Paul and Barbara Heneghan met and fell in love while they were students at Tufts University. He was studying engineering, and she was studying education and psychology. They got married after graduation and spent the next 52 years together, until Barbara passed away from infections complicated by Alzheimer’s disease.
“Barbara had her bachelor’s, master’s and doctorate all in education counseling fields,” says Paul proudly. Over the course of her career, she worked as a teacher, counselor, vice principal and principal in a variety of schools, public and private.
“She loved kids,” says Paul. “Before we were married, she jokingly said to me that she wanted 16 kids. We ended up having three, and that was a nice compromise.”
When Barbara turned 62, she began to experience mild cognitive impairment. Her prognosis wasn’t good. Four years later, a brain scan at Harborview Medical Center confirmed she had Alzheimer’s disease.
Although she stopped working, she never stopped being active.
“Barbara was such a vibrant, outgoing person. I was the engineer, the wallflower. She was the social butterfly,” says Paul. “One of the first things she did when she started to have memory problems was to knit hats for the homeless, between 80 to 100 hats a year. Even today, there are probably people out there wearing her hats.”

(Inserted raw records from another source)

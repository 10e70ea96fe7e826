//! Point queries against the selected basin.
//!
//! Builds the lon/lat basin cache from KML on first run, then prints one
//! `True`/`False` line per probe point.

use std::path::PathBuf;

use anyhow::{Context, Result};
use clap::Parser;
use tracing::{debug, info};
use tracing_subscriber::{EnvFilter, FmtSubscriber};

use basinmask::basin::{load_basins, Projection};
use basinmask::cache::ensure_cached;
use basinmask::{in_polygon, Config};

/// Probes used when no --point is given
const DEFAULT_PROBES: [(f64, f64); 2] = [(1.0, 1.0), (-117.95, 34.078)];

#[derive(Parser, Debug)]
#[command(name = "query")]
#[command(about = "Test points against a basin polygon extracted from KML")]
struct Args {
    /// TOML config file
    #[arg(short, long)]
    config: Option<PathBuf>,

    /// KML file with basin boundaries
    #[arg(long)]
    kml: Option<PathBuf>,

    /// Basin to query, as "<Basin_Name>: <Basin_Subbasin_Name>"
    #[arg(long)]
    basin: Option<String>,

    /// Point to test as LON,LAT (repeatable)
    #[arg(short, long = "point", value_parser = parse_point)]
    points: Vec<(f64, f64)>,

    /// Print the cached basin names instead of querying
    #[arg(long)]
    list: bool,

    /// Debug logging
    #[arg(short, long)]
    verbose: bool,
}

fn parse_point(s: &str) -> Result<(f64, f64), String> {
    let (lon, lat) = s
        .split_once(',')
        .ok_or_else(|| format!("expected LON,LAT, got `{}`", s))?;
    let lon = lon.trim().parse().map_err(|e| format!("bad longitude: {}", e))?;
    let lat = lat.trim().parse().map_err(|e| format!("bad latitude: {}", e))?;
    Ok((lon, lat))
}

/// Capitalized booleans, matching what existing consumers of this output parse
fn format_result(inside: bool) -> &'static str {
    if inside {
        "True"
    } else {
        "False"
    }
}

fn main() -> Result<()> {
    let args = Args::parse();

    // Initialize logging (stderr, so stdout only carries results)
    let default_level = if args.verbose { "debug" } else { "info" };
    let subscriber = FmtSubscriber::builder()
        .with_env_filter(
            EnvFilter::try_from_default_env().unwrap_or_else(|_| EnvFilter::new(default_level)),
        )
        .with_writer(std::io::stderr)
        .finish();
    tracing::subscriber::set_global_default(subscriber)?;

    let mut config = Config::load_or_default(args.config.as_deref())?;
    if let Some(kml) = args.kml {
        config.kml_path = kml;
    }
    if let Some(basin) = args.basin {
        config.selected_basin = basin;
    }
    debug!("Config: {:?}", config);

    info!("Basinmask Query");
    ensure_cached(&config.cache, &config.selected_basin, || {
        load_basins(&config.kml_path, Projection::Geographic)
    })
    .with_context(|| format!("Failed to prepare basin cache from {}", config.kml_path.display()))?;

    if args.list {
        let basins = config.cache.load_basins()?;
        for name in basins.names() {
            println!("{}", name);
        }
        return Ok(());
    }

    let points = if args.points.is_empty() {
        DEFAULT_PROBES.to_vec()
    } else {
        args.points
    };

    for point in points {
        let inside = in_polygon(&config.cache.polygon, point)?;
        debug!("({}, {}) inside: {}", point.0, point.1, inside);
        println!("{}", format_result(inside));
    }

    Ok(())
}

#[cfg(test)]
mod tests {
    use super::*;

    #[test]
    fn test_parse_point() {
        assert_eq!(parse_point("-117.95,34.078"), Ok((-117.95, 34.078)));
        assert_eq!(parse_point("1, 1"), Ok((1.0, 1.0)));
        assert!(parse_point("1").is_err());
        assert!(parse_point("east,1").is_err());
    }

    #[test]
    fn test_format_result() {
        assert_eq!(format_result(true), "True");
        assert_eq!(format_result(false), "False");
    }

    #[test]
    fn test_args() {
        let args = Args::parse_from(["query", "-p", "1,2", "--point", "3,4", "--list"]);
        assert_eq!(args.points, vec![(1.0, 2.0), (3.0, 4.0)]);
        assert!(args.list);
        assert!(args.config.is_none());
    }
}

Barbara was also very active in a volunteer group called the Friends of Alzheimer’s Research, serving as president three times. The group raised seed money for research projects. “She was volunteering for Alzheimer’s long before there was any indication that she had it herself,” says Paul. And after her diagnosis, she continued to volunteer as a patient in numerous clinical trials.
Paul is also a passionate supporter of Alzheimer’s disease research and has been for the past three decades. But this year, he — supported by family and friends — went a step further by creating the Barbara Brady Heneghan Alzheimer’s Disease Support Endowed Fund, a permanent tribute and resource at UW Medicine.
Paul’s generosity is evidence of another kind of commitment that he and Barbara shared — a commitment to helping others.
“I was brought up that you want to make the world a better place,” says Paul. “Even if you can only improve it by the thinnest of margins, that’s something that you want to do.”